* Entries supplied *
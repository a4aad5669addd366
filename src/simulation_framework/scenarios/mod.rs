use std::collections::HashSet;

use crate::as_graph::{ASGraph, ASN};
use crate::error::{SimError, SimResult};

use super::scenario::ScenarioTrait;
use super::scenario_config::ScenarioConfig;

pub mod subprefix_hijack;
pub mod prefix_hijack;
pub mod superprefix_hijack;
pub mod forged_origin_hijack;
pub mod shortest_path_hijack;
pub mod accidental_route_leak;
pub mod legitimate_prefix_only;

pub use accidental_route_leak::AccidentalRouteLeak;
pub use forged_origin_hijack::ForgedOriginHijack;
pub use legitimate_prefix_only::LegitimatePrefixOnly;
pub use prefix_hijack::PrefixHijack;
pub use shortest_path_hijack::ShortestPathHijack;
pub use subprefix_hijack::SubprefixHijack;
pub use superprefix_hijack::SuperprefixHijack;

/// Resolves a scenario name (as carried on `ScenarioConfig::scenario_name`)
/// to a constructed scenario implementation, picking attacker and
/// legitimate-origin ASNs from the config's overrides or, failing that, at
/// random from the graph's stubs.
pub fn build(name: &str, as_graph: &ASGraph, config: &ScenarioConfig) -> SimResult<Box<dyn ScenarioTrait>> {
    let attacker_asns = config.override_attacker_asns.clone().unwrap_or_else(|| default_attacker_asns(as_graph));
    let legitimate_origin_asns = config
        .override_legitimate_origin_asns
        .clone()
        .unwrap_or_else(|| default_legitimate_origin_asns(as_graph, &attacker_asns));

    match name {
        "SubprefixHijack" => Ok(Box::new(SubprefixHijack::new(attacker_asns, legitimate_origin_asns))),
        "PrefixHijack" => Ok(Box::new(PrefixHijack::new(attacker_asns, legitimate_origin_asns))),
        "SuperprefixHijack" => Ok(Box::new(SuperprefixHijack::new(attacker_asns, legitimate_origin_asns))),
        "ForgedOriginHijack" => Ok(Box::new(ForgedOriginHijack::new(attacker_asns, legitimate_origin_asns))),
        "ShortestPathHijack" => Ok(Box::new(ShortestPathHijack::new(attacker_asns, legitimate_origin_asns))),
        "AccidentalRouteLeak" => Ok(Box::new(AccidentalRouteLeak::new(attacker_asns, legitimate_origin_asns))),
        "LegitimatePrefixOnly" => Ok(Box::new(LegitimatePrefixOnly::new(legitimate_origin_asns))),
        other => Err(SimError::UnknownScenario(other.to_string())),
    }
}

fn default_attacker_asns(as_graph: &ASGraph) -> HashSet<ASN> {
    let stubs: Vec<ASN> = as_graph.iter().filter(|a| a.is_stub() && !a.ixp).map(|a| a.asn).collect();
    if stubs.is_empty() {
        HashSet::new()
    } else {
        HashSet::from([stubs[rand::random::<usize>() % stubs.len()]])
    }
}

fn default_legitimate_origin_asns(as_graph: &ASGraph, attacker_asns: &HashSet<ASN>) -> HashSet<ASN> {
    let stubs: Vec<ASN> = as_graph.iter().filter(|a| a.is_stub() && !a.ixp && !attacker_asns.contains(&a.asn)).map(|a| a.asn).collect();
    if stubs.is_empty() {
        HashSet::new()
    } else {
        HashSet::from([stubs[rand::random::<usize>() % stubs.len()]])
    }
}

---

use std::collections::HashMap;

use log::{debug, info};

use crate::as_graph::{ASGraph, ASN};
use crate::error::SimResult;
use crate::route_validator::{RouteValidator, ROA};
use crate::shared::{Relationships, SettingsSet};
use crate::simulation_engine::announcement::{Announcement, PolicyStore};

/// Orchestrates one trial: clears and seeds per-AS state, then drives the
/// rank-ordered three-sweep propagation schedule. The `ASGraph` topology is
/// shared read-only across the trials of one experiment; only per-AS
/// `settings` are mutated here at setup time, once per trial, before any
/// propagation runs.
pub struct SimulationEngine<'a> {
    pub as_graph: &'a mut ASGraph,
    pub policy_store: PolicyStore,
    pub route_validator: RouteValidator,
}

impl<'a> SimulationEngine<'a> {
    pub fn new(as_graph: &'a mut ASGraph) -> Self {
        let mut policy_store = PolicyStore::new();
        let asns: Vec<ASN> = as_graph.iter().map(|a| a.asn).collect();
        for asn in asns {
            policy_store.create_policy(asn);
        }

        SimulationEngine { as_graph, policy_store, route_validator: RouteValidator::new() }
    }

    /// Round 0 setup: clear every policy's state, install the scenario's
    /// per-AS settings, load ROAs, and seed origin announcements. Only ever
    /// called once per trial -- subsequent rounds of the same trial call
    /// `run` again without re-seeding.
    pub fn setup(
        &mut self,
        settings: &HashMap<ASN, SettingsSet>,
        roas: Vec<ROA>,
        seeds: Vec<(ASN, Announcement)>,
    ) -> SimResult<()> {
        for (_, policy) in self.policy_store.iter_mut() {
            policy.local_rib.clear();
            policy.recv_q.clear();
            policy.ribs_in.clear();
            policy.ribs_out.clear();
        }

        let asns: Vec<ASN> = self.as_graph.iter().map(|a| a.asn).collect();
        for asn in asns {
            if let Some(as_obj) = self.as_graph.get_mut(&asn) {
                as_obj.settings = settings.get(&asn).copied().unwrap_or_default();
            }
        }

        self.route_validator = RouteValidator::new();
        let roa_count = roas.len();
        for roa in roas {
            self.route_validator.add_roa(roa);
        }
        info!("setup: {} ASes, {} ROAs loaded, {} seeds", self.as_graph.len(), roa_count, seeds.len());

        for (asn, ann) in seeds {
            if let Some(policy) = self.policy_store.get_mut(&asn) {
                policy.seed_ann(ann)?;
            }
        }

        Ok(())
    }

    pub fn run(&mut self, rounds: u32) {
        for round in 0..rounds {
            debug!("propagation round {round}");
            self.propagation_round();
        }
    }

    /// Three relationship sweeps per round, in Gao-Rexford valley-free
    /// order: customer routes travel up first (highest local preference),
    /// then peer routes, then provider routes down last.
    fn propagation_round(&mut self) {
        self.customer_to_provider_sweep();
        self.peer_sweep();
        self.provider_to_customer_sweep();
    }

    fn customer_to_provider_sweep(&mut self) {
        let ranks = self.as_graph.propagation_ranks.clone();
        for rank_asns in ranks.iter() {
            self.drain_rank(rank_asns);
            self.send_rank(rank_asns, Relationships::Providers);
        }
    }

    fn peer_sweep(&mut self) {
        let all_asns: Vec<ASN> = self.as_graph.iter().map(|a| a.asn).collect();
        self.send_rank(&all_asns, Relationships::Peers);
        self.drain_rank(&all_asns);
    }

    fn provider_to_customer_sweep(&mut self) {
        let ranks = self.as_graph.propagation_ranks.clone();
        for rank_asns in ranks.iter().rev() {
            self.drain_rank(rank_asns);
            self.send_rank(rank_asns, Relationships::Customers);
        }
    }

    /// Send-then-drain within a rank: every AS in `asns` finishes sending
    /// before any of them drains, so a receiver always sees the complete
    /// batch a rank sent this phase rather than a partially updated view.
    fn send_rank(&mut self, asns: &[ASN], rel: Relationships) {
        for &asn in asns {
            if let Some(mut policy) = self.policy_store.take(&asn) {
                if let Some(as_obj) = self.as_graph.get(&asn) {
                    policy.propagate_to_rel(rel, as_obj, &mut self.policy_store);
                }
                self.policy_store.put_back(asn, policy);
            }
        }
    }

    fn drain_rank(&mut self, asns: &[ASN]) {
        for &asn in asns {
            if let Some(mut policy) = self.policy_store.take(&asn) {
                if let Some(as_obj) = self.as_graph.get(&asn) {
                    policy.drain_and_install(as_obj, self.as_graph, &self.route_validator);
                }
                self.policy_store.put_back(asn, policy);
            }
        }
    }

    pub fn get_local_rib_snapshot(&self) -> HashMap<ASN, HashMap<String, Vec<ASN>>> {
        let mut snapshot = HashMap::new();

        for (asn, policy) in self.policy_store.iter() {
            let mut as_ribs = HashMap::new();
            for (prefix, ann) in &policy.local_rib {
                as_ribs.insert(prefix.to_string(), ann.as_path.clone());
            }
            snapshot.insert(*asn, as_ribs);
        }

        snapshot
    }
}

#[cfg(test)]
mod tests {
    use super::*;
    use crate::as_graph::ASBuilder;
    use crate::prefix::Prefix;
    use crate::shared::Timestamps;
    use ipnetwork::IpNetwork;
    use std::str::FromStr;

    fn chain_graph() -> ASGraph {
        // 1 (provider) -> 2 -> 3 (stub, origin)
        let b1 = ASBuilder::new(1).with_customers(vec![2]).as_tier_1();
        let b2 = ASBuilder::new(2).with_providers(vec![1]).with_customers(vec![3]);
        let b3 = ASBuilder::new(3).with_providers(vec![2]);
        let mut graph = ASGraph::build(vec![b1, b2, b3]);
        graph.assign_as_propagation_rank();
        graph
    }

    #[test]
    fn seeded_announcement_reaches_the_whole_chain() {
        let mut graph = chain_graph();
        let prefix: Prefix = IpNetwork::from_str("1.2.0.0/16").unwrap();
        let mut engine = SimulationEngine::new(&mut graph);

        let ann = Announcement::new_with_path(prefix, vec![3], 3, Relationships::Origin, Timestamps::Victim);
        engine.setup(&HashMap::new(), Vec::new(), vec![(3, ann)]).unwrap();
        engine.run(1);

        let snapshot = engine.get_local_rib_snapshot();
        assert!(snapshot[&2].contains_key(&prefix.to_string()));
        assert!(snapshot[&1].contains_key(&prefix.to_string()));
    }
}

---

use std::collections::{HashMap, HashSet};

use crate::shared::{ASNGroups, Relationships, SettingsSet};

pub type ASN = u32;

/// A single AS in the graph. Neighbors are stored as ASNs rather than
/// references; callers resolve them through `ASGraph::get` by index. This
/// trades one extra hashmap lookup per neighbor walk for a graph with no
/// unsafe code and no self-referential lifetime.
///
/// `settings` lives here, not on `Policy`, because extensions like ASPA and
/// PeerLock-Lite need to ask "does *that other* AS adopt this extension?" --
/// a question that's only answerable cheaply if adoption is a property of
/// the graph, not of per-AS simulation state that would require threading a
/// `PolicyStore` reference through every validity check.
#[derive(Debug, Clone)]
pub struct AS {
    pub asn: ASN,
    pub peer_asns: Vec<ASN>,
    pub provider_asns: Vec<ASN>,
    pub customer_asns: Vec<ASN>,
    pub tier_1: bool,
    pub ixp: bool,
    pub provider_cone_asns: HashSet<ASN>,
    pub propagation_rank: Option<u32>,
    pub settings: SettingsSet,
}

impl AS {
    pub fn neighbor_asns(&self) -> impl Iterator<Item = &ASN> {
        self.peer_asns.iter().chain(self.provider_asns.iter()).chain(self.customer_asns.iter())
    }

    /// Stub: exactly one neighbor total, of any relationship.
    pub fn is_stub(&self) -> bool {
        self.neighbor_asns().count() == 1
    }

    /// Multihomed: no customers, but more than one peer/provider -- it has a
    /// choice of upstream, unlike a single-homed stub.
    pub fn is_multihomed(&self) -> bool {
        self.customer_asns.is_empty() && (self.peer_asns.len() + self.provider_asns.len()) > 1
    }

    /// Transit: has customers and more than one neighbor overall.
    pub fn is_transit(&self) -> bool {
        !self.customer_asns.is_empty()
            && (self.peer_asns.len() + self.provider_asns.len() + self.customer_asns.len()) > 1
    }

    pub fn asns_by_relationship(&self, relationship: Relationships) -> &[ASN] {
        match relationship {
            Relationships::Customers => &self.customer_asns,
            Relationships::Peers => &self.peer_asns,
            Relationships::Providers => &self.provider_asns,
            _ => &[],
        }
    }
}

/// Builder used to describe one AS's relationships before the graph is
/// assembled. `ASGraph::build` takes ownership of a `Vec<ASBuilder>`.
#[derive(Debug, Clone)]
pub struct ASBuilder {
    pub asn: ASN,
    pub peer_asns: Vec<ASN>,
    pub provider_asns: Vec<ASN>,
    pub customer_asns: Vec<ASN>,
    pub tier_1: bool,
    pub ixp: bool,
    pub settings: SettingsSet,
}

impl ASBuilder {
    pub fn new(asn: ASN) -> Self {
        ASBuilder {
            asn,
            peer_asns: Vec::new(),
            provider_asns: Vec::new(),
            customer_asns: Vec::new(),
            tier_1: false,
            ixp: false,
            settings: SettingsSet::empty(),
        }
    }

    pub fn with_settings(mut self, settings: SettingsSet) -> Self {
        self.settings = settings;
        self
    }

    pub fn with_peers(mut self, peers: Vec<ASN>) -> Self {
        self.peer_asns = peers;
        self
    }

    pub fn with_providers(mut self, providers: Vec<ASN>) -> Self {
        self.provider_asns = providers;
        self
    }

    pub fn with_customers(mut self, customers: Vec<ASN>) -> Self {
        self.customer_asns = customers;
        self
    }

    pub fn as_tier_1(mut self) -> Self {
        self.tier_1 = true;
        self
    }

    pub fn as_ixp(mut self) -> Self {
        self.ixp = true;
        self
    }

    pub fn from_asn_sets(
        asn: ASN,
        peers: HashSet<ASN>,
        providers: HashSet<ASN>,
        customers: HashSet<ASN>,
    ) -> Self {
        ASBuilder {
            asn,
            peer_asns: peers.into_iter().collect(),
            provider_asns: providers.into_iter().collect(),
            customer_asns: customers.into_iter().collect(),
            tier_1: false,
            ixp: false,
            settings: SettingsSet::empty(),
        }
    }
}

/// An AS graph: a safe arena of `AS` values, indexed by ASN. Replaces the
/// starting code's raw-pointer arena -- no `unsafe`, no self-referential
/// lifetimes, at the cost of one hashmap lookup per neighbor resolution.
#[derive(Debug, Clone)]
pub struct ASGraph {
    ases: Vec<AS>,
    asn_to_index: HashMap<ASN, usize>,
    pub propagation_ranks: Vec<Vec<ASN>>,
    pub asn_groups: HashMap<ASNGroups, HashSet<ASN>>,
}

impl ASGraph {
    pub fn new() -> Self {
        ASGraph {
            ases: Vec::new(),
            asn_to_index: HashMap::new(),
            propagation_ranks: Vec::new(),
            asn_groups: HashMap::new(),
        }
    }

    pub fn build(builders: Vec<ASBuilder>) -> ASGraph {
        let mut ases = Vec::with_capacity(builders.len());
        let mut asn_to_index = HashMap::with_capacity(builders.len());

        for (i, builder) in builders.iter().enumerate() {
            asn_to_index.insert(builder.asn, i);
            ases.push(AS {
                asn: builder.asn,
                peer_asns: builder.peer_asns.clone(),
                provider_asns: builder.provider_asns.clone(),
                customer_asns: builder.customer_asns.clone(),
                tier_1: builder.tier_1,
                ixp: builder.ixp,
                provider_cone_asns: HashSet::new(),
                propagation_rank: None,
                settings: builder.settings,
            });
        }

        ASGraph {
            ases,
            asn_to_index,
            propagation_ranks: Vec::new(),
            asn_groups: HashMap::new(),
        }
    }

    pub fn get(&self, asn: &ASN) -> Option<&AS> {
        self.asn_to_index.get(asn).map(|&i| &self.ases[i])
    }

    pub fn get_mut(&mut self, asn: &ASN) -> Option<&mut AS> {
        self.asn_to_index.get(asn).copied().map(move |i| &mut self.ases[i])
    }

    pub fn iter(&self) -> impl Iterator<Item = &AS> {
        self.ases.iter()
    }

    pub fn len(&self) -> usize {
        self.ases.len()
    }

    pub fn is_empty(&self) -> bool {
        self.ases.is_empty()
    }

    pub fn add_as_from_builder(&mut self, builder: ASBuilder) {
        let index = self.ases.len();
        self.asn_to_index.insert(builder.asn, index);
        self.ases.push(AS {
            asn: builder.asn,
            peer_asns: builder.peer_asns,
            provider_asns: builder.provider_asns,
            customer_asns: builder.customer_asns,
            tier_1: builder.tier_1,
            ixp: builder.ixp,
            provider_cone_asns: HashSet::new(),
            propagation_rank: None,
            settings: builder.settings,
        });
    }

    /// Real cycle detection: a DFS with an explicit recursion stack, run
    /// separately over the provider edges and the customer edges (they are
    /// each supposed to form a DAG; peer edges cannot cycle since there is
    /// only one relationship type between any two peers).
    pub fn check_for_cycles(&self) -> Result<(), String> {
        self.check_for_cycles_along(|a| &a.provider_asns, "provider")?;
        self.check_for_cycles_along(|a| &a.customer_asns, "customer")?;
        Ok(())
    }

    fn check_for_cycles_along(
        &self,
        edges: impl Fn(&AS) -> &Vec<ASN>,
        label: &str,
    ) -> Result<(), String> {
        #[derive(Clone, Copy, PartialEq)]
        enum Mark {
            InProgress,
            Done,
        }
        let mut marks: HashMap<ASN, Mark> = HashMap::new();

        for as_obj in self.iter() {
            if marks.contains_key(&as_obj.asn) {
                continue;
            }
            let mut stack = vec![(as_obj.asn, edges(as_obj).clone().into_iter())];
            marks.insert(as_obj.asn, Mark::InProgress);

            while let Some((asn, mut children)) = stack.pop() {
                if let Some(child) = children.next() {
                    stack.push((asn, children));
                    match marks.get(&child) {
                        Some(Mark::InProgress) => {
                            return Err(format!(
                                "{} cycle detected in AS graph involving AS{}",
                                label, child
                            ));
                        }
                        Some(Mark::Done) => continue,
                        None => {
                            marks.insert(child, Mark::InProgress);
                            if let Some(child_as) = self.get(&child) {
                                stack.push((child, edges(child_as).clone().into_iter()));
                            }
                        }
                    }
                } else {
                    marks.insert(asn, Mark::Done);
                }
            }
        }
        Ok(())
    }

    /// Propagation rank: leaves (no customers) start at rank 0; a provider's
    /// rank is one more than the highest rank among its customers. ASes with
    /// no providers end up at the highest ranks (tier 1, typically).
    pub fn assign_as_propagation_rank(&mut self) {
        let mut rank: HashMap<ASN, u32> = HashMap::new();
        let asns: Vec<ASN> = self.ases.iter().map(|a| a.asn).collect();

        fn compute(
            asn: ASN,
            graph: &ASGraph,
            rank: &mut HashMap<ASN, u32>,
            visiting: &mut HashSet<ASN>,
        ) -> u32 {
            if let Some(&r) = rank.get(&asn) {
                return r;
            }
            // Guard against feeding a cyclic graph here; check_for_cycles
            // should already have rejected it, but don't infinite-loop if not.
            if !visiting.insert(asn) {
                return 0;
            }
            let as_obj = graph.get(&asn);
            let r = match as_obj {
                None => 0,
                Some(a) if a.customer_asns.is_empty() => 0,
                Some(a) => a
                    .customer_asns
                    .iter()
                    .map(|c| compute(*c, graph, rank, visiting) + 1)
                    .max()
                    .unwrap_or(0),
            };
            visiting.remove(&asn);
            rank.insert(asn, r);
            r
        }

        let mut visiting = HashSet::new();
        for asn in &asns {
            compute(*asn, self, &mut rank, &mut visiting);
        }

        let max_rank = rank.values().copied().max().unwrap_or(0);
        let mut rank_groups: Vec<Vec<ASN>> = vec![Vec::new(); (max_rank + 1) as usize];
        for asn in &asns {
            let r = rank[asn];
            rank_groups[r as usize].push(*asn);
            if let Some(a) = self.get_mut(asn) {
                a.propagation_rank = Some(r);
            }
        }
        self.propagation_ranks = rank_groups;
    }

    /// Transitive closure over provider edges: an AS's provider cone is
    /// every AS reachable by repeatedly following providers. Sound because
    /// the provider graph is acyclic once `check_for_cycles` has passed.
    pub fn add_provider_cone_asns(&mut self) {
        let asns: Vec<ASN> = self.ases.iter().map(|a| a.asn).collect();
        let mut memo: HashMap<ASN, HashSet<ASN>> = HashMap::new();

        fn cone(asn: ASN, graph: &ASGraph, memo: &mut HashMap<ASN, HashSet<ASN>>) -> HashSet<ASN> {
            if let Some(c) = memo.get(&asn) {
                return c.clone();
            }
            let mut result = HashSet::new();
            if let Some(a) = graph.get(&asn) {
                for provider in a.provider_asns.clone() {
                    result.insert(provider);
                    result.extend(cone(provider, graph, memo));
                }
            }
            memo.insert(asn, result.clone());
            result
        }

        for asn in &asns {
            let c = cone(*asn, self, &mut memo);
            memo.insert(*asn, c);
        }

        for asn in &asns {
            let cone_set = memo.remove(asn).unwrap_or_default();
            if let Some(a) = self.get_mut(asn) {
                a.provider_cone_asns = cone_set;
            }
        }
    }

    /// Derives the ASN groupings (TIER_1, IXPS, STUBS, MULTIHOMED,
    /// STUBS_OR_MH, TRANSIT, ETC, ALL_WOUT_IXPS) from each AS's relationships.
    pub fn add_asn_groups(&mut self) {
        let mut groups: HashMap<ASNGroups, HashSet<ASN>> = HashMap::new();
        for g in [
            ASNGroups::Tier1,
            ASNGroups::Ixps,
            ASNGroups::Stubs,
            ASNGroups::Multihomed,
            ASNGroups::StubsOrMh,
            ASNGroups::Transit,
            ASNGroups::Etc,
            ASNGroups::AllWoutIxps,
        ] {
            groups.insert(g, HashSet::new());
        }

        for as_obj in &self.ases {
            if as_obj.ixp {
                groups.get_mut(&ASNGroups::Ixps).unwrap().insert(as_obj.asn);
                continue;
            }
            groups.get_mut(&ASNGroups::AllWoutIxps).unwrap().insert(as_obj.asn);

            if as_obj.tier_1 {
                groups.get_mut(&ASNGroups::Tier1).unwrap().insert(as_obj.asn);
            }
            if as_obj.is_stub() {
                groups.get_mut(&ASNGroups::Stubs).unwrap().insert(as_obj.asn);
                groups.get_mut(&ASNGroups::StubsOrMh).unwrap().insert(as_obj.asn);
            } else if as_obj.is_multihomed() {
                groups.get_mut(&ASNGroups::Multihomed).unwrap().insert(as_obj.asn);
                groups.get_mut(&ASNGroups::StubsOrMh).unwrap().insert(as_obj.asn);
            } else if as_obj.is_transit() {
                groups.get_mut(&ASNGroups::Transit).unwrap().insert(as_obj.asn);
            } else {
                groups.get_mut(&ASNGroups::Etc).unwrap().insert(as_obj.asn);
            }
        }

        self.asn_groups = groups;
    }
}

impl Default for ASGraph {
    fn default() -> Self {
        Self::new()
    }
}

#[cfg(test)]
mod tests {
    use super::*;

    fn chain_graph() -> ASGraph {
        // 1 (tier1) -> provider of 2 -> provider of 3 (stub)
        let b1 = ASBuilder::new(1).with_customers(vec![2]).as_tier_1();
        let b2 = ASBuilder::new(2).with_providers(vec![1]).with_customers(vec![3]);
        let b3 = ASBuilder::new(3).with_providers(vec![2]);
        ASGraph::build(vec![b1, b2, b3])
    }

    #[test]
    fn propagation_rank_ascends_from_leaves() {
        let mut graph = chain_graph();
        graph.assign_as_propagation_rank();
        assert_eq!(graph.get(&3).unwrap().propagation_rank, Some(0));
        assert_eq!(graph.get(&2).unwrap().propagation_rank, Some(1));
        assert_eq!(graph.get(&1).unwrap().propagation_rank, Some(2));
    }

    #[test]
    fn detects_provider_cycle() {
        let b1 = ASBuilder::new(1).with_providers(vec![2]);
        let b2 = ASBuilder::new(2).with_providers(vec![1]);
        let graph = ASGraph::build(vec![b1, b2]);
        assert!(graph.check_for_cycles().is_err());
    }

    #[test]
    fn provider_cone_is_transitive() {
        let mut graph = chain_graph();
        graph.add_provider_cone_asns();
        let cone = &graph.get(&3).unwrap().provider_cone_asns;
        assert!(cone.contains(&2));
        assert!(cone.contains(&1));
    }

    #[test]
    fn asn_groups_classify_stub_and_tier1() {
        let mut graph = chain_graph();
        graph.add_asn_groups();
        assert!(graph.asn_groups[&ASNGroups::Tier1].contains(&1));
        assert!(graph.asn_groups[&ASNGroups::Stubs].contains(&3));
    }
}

* Description of the task *
Send back exactly the lines of the listing above starting at the one with "takes ownership of" and ending at the one with "self.tier_1 = true;", inclusive, and no others.

* Written response *
/// assembled. `ASGraph::build` takes ownership of a `Vec<ASBuilder>`.
#[derive(Debug, Clone)]
pub struct ASBuilder {
    pub asn: ASN,
    pub peer_asns: Vec<ASN>,
    pub provider_asns: Vec<ASN>,
    pub customer_asns: Vec<ASN>,
    pub tier_1: bool,
    pub ixp: bool,
    pub settings: SettingsSet,
}

impl ASBuilder {
    pub fn new(asn: ASN) -> Self {
        ASBuilder {
            asn,
            peer_asns: Vec::new(),
            provider_asns: Vec::new(),
            customer_asns: Vec::new(),
            tier_1: false,
            ixp: false,
            settings: SettingsSet::empty(),
        }
    }

    pub fn with_settings(mut self, settings: SettingsSet) -> Self {
        self.settings = settings;
        self
    }

    pub fn with_peers(mut self, peers: Vec<ASN>) -> Self {
        self.peer_asns = peers;
        self
    }

    pub fn with_providers(mut self, providers: Vec<ASN>) -> Self {
        self.provider_asns = providers;
        self
    }

    pub fn with_customers(mut self, customers: Vec<ASN>) -> Self {
        self.customer_asns = customers;
        self
    }

    pub fn as_tier_1(mut self) -> Self {
        self.tier_1 = true;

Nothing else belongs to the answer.